§ Input data:

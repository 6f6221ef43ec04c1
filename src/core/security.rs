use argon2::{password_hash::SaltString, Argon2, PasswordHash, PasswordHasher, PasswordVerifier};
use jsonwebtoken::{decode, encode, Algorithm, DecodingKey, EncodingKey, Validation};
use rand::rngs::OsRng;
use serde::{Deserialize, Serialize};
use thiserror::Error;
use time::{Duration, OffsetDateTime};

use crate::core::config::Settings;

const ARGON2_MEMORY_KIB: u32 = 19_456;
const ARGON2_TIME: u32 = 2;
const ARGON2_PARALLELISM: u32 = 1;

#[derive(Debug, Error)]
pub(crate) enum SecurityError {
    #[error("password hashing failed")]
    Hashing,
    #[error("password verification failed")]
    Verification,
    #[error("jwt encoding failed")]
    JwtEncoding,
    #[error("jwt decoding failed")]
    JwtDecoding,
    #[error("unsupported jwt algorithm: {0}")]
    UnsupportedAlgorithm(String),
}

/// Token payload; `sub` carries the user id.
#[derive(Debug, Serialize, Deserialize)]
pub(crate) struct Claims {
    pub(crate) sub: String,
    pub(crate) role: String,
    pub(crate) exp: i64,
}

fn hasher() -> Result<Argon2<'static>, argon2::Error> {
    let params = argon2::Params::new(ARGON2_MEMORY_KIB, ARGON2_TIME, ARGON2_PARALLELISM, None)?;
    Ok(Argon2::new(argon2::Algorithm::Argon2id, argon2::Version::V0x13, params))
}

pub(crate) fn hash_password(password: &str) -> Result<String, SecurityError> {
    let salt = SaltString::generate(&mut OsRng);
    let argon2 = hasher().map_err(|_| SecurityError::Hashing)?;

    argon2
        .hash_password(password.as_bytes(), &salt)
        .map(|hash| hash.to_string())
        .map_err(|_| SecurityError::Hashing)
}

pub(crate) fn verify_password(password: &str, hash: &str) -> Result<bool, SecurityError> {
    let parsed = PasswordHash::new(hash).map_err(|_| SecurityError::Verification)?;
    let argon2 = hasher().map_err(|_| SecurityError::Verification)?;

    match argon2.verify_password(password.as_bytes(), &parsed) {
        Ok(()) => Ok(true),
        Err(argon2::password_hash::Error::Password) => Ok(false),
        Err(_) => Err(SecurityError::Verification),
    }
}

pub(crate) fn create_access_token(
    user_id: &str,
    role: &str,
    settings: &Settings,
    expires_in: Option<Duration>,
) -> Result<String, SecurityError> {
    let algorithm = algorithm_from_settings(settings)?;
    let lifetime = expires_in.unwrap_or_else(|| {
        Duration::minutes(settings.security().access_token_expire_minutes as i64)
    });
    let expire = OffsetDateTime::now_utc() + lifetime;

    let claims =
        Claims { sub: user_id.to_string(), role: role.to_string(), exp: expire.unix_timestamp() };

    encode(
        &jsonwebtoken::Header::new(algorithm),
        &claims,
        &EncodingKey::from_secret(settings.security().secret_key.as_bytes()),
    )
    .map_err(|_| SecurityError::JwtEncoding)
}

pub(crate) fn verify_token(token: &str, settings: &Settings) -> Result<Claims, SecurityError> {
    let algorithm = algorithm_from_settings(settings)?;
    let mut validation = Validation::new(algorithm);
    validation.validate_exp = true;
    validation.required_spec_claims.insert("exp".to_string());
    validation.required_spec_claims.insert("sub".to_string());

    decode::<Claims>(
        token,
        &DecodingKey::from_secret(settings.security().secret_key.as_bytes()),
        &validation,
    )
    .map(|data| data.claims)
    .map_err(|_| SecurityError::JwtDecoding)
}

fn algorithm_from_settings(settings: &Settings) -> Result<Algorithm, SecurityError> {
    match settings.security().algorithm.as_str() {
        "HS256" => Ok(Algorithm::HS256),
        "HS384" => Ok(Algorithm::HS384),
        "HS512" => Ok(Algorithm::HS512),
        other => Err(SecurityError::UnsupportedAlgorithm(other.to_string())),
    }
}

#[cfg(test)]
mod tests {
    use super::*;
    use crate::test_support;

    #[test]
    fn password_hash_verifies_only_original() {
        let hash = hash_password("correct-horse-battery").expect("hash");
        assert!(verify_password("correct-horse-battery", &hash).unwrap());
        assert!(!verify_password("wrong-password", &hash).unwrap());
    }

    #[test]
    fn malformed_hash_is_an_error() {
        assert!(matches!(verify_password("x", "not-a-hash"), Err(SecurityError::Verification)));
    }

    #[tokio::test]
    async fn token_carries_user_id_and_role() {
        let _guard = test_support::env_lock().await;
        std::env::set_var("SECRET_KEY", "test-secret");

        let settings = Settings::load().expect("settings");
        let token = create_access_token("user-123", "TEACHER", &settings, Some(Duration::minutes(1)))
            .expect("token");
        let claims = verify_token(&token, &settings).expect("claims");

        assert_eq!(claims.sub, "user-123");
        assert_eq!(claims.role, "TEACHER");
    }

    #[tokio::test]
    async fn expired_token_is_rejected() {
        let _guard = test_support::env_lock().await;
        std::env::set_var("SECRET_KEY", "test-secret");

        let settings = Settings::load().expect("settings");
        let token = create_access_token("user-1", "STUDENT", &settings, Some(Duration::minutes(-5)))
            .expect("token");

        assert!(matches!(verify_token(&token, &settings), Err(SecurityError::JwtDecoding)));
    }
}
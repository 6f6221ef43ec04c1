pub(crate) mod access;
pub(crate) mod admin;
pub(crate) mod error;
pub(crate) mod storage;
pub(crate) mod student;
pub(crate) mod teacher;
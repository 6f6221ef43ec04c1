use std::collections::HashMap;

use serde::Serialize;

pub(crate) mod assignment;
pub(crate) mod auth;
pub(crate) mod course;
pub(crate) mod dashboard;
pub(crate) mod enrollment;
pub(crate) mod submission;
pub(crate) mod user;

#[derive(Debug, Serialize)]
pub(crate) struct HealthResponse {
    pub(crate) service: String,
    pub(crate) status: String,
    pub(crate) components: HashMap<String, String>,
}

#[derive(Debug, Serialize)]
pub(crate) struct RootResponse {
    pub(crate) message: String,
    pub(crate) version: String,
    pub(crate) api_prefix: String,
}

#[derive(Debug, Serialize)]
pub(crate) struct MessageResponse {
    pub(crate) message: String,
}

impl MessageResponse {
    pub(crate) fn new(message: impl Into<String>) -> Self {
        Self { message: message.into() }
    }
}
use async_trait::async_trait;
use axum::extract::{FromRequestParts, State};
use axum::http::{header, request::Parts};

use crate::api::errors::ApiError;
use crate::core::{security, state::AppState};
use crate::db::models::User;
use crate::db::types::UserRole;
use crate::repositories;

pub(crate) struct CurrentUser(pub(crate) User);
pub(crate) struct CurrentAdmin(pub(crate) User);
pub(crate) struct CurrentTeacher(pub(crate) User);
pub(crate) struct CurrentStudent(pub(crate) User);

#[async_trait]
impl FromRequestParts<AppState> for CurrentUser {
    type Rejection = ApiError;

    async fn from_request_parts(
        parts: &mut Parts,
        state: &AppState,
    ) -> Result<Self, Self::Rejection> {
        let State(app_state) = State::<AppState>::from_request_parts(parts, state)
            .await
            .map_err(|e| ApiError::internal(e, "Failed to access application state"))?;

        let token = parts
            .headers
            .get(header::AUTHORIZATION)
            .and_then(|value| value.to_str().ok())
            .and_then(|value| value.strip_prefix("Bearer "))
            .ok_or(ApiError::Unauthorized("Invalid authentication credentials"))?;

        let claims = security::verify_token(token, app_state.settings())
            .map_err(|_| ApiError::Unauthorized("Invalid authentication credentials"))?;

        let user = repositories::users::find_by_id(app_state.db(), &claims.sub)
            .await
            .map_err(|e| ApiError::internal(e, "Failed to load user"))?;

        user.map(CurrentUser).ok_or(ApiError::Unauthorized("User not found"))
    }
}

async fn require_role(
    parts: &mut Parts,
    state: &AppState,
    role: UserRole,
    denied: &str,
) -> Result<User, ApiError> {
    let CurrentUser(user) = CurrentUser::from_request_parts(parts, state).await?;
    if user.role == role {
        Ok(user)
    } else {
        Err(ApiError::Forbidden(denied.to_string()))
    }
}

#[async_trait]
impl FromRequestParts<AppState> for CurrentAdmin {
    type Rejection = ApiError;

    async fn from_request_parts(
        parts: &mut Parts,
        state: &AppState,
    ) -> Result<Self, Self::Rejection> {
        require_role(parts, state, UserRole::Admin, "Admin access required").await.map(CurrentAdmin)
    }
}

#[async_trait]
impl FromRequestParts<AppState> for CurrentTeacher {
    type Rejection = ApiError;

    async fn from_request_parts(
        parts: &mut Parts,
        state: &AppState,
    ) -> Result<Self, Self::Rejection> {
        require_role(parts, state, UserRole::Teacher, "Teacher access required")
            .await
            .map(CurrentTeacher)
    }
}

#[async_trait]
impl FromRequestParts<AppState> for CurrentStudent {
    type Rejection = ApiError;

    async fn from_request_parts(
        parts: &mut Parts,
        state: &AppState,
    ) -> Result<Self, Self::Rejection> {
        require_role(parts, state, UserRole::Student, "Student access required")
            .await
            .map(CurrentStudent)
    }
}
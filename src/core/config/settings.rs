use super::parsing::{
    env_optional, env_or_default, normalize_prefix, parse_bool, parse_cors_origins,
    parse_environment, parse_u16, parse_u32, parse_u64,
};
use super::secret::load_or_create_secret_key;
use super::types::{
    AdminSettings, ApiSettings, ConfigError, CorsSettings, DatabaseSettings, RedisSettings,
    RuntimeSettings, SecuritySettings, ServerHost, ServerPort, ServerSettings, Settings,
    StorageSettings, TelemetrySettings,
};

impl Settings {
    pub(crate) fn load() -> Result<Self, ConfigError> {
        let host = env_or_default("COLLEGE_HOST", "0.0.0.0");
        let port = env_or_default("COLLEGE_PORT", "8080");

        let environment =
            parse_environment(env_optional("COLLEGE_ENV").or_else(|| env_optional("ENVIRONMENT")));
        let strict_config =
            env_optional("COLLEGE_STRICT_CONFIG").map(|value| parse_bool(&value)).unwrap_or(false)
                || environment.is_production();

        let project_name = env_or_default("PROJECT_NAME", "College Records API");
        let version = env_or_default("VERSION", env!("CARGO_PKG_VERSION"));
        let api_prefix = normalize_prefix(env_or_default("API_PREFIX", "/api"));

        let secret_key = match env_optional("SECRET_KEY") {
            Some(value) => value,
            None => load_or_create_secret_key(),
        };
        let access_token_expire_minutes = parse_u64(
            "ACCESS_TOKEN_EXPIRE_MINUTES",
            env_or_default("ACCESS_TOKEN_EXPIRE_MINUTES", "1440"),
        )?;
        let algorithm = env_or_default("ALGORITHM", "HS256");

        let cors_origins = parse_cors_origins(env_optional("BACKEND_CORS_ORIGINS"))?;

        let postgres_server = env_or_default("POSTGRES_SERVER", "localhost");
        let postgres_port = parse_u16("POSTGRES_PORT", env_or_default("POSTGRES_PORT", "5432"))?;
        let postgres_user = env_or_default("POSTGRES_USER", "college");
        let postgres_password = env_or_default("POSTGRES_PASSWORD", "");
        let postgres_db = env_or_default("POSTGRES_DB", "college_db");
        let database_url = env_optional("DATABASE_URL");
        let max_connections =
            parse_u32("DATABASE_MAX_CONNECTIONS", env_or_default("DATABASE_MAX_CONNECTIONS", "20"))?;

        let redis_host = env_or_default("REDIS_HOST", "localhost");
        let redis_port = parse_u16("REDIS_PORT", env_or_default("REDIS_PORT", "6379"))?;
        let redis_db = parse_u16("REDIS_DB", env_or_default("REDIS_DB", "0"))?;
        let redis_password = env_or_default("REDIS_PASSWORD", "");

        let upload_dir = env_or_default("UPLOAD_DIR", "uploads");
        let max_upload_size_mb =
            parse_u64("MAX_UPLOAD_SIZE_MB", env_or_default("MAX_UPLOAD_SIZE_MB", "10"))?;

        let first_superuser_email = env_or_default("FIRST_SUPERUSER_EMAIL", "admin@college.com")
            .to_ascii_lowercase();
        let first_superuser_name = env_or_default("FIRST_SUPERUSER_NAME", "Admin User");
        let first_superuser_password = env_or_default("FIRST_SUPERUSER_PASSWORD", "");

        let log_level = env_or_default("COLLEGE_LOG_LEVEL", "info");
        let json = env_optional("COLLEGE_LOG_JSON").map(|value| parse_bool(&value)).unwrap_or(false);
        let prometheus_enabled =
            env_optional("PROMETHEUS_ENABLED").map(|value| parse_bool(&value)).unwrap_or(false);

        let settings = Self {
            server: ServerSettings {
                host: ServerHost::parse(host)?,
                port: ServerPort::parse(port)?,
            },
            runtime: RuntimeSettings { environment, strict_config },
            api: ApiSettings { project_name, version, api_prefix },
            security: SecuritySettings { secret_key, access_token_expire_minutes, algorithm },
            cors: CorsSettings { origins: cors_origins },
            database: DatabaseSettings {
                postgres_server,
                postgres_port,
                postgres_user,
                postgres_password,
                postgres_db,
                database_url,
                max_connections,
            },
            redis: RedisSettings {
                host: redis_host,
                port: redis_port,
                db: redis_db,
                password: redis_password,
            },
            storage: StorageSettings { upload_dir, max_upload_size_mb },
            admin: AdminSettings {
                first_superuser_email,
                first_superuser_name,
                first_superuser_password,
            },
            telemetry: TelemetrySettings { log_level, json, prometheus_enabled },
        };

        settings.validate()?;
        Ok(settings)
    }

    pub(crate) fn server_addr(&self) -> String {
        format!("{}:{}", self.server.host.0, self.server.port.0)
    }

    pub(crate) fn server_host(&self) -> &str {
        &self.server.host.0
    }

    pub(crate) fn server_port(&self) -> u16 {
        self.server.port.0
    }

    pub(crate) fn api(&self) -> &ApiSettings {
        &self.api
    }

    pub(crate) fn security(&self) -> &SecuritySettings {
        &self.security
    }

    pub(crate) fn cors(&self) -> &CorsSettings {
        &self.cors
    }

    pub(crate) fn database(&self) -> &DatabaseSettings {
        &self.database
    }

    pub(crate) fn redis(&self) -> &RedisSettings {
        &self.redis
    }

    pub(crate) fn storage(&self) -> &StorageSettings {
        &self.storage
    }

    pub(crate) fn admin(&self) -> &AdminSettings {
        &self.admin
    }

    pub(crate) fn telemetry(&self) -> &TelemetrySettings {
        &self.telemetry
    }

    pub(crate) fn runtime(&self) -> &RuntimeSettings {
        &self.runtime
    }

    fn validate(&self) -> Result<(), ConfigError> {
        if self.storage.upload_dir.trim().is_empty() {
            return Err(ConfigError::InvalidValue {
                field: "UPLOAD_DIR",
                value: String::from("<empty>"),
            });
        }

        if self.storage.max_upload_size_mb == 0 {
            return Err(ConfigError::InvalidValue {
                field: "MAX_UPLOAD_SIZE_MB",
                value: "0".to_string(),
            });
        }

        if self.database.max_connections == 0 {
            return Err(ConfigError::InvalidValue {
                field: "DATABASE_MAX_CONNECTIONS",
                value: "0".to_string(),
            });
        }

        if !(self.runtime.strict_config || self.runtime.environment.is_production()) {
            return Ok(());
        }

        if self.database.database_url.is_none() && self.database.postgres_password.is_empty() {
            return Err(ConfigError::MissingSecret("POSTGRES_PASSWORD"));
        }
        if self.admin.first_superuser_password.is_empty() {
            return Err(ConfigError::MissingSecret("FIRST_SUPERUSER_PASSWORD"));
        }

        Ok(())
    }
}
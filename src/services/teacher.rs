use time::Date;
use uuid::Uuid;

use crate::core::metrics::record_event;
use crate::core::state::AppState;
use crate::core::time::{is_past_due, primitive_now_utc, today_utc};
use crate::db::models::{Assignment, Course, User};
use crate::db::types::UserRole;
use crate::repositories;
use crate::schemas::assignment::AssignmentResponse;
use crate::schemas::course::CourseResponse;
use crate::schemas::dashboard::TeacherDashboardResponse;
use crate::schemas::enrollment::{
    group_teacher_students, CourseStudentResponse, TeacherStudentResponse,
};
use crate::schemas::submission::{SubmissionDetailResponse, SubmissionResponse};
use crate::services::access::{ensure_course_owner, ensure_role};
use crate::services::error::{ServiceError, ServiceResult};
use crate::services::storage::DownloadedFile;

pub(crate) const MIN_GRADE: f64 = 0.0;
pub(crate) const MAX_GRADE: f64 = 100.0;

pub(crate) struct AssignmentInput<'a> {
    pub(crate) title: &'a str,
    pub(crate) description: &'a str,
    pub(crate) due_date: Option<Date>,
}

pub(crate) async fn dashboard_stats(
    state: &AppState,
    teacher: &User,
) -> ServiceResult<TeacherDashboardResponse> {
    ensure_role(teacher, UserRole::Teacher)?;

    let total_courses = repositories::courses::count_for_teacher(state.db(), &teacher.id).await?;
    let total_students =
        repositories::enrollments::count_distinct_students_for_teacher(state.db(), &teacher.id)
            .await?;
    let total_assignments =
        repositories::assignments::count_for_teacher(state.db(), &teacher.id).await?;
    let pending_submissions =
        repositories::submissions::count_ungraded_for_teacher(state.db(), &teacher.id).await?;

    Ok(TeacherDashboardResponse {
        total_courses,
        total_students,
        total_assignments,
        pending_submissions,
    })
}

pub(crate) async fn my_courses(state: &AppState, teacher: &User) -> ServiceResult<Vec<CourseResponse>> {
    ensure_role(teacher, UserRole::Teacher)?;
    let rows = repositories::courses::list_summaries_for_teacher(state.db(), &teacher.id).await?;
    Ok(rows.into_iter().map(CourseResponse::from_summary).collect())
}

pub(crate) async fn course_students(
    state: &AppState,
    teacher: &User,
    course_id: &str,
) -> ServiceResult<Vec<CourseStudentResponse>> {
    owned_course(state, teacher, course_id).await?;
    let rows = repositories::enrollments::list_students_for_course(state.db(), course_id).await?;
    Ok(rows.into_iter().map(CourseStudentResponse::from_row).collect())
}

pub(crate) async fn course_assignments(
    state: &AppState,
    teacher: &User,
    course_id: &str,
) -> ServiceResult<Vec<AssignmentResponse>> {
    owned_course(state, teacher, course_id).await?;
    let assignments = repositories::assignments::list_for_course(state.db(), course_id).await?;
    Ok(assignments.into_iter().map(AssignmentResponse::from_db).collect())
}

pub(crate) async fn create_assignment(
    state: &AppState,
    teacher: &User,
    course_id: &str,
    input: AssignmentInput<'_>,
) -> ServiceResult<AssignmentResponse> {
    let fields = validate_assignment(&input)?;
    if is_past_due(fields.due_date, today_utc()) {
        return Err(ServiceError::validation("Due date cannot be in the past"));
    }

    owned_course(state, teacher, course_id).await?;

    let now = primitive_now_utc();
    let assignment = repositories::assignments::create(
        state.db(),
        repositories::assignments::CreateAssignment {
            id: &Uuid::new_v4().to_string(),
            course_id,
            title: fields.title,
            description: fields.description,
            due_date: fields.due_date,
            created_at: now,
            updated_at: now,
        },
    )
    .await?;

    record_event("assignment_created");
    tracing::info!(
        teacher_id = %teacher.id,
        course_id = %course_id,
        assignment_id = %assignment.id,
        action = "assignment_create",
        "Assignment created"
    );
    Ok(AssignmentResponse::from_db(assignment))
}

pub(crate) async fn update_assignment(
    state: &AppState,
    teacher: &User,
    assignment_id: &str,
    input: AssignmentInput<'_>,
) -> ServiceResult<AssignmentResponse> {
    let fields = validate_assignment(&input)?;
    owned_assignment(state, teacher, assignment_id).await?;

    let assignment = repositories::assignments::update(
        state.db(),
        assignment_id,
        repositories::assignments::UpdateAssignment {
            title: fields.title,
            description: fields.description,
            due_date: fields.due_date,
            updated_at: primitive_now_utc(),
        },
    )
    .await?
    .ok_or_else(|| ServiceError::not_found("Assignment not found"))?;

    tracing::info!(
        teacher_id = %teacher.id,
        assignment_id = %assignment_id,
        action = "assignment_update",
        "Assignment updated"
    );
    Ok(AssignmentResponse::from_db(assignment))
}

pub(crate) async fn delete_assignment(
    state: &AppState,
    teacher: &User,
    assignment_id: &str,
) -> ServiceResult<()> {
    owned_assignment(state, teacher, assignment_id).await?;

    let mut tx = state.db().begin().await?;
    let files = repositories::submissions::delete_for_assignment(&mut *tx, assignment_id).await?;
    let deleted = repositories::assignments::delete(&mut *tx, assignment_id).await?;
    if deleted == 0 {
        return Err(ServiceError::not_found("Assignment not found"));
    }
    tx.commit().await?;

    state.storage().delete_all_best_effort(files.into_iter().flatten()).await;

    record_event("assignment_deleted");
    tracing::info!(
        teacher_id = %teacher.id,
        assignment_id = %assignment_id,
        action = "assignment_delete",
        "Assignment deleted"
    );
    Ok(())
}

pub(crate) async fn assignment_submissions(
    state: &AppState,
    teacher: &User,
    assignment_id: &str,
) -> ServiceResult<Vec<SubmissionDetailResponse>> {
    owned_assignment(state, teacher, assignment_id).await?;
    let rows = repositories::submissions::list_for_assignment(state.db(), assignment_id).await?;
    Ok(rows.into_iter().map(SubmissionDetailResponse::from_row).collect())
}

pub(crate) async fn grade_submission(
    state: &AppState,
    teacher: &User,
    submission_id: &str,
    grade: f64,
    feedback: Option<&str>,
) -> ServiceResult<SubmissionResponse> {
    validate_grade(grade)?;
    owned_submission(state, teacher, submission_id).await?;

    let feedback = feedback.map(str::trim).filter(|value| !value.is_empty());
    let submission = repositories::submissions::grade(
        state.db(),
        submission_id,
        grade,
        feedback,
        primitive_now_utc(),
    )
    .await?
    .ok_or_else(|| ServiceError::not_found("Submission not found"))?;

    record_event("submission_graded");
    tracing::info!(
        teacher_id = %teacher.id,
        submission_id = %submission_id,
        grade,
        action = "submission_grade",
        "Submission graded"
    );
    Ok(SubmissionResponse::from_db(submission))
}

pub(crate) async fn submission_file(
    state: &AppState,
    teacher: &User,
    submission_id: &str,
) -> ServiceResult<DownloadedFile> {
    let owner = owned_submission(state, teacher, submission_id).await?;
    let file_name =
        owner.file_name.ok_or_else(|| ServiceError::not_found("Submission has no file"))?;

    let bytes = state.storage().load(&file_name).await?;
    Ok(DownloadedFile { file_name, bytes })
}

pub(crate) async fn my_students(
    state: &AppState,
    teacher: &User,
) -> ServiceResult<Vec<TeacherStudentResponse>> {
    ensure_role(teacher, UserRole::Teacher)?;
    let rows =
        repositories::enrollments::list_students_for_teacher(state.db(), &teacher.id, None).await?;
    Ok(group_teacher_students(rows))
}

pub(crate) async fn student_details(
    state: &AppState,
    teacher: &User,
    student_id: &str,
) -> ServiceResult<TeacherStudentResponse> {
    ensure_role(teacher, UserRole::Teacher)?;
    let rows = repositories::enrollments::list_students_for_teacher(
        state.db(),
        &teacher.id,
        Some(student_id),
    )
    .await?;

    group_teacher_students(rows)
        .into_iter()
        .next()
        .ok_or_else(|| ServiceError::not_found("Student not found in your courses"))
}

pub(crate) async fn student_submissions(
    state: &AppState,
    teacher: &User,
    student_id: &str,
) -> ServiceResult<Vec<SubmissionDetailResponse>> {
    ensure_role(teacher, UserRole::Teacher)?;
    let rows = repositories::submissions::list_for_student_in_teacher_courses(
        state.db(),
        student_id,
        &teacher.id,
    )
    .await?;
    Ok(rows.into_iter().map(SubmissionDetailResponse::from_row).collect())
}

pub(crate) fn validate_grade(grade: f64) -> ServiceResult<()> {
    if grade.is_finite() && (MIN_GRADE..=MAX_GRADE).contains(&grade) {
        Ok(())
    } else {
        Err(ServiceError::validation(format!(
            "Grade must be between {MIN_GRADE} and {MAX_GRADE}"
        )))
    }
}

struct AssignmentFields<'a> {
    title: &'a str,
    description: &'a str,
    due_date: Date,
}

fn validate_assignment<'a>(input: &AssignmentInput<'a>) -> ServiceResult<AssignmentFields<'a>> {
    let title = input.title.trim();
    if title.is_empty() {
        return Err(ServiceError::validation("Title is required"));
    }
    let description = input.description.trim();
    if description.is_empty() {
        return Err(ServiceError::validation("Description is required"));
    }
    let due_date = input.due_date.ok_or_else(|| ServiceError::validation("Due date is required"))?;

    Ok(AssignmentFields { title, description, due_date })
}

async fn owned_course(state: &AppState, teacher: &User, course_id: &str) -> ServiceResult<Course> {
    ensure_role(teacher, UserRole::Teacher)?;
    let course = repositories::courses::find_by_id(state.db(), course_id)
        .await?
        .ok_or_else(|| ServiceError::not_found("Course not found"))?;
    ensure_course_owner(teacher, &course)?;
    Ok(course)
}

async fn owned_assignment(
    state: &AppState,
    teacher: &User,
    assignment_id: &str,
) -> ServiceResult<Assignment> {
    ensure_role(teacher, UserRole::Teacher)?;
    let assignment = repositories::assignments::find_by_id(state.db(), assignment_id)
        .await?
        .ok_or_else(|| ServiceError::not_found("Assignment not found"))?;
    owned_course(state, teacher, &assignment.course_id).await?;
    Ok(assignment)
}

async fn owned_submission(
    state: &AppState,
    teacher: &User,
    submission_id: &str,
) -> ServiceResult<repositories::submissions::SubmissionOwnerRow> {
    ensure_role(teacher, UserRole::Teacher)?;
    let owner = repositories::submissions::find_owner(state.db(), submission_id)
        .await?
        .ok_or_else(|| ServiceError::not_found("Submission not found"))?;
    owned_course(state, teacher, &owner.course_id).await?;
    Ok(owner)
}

§ Problem:
Your answer must be every line from the entries that contains the string "MessageResponse", copied as it stands.

§ Answer for the task:
pub(crate) struct MessageResponse {
impl MessageResponse {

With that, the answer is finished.